An RNA-centric global view of Clostridioides difficile reveals broad activity of Hfq in a clinically important Gram-positive bacterium. An RNA-centric global view of Clostridioides difficile reveals broad activity of Hfq in a clinically important Gram-positive bacterium

The Gram-positive bacterium Clostridium difficile, a leading cause of antibiotic-associated pseudomembranous colitis, has received increasing attention due to a rising incidence of clinical C. difficile infections (CDI). Despite progress understanding bacterial factors that promote CDI-associated morbidity and mortality, many fundamental aspects of C. difficile biology remain to be explored. Compared to other Gram-positive pathogens, little is known about the bacterium’s transcriptome architecture and in particular mechanisms of post-transcriptional control.
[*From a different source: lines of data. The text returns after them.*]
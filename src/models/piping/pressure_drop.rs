//! Darcy–Weisbach pressure-drop model.
//!
//! Computes the friction pressure drop `Δp = f · ρ · L · v² / (2 D)` for
//! single-phase pipe flow. The flow may be specified as a velocity, a
//! volumetric flow, or a mass flow — exactly one of the three — and is
//! normalized to a velocity through the pipe's circular cross-section before
//! the formula is applied. The computational core is in the internal
//! [`core`] module; [`PressureDrop`] is the thin [`twine_core::Model`]
//! adapter over it.

mod core;

pub use core::{FlowSpec, FlowSpecError, PressureDropError, PressureDropInput};

use twine_core::Model;
use uom::si::f64::Pressure;

/// Darcy–Weisbach pressure-drop model.
#[derive(Debug, Clone, Copy, Default)]
pub struct PressureDrop;

impl PressureDrop {
    /// Solves the pressure drop for the given input.
    ///
    /// # Errors
    ///
    /// Returns [`PressureDropError`] if the flow specification does not name
    /// exactly one flow quantity.
    pub fn solve(input: &PressureDropInput) -> Result<Pressure, PressureDropError> {
        core::solve(input)
    }
}

impl Model for PressureDrop {
    type Input = PressureDropInput;
    type Output = Pressure;
    type Error = PressureDropError;

    fn call(&self, input: &Self::Input) -> Result<Self::Output, Self::Error> {
        Self::solve(input)
    }
}
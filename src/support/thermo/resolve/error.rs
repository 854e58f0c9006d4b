use thiserror::Error;
use twine_solvers::equation::bisection;

use crate::support::thermo::FlashError;

/// Errors that can occur while resolving a target vapor fraction.
#[derive(Debug, Error)]
pub enum ResolveError {
    /// A saturation boundary flash failed.
    #[error("boundary flash failed")]
    Flash(#[from] FlashError),

    /// The bisection solver encountered an error.
    ///
    /// This includes a bracket with no vapor-fraction sign change, which is
    /// what a non-monotonic VF(T) curve (e.g., retrograde condensation)
    /// produces.
    #[error("bisection solver error")]
    Bisection(#[from] bisection::Error),

    /// The solver reached the iteration limit without converging.
    #[error("solver hit iteration limit: residual={residual}")]
    MaxIters {
        /// Best vapor-fraction residual achieved.
        ///
        /// This is the smallest absolute difference between achieved and
        /// target vapor fraction encountered during iteration.
        residual: f64,

        /// Iteration count performed by the solver.
        iters: usize,
    },
}
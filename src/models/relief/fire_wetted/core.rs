//! Core fire-wetted vaporization calculation.

mod duty;
mod error;
mod input;
mod results;
mod solve;

pub use duty::{
    AREA_EXPONENT_AIR_COOLER, AREA_EXPONENT_GENERAL, DUTY_CONSTANT_ADEQUATE_DRAINAGE,
    DUTY_CONSTANT_INADEQUATE_DRAINAGE, WettedDuty, wetted_duty,
};
pub use error::FireWettedError;
pub use input::FireWettedInput;
pub use results::FireWettedResults;

pub(super) use solve::solve;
To close this knowledge gap, we have applied a suite of transcriptome-focused techniques, including transcription start site mapping (dRNA-seq), transcription termination mapping, and Hfq RIP-seq, resulting in a single-nucleotide resolution RNA map of C. difficile strain 630. Overall design: Differential RNA-seq (dRNA-seq) was performed for C. difficile strain 630 in either different media and different growth stages to identify transcriptional start sites, 5'UTRs and sRNAs. The RNAtag-seq protocol was used to determine 3'UTRs of transcripts. RIP-seq was carried out to identify RNAs bound by Hfq in C. difficile.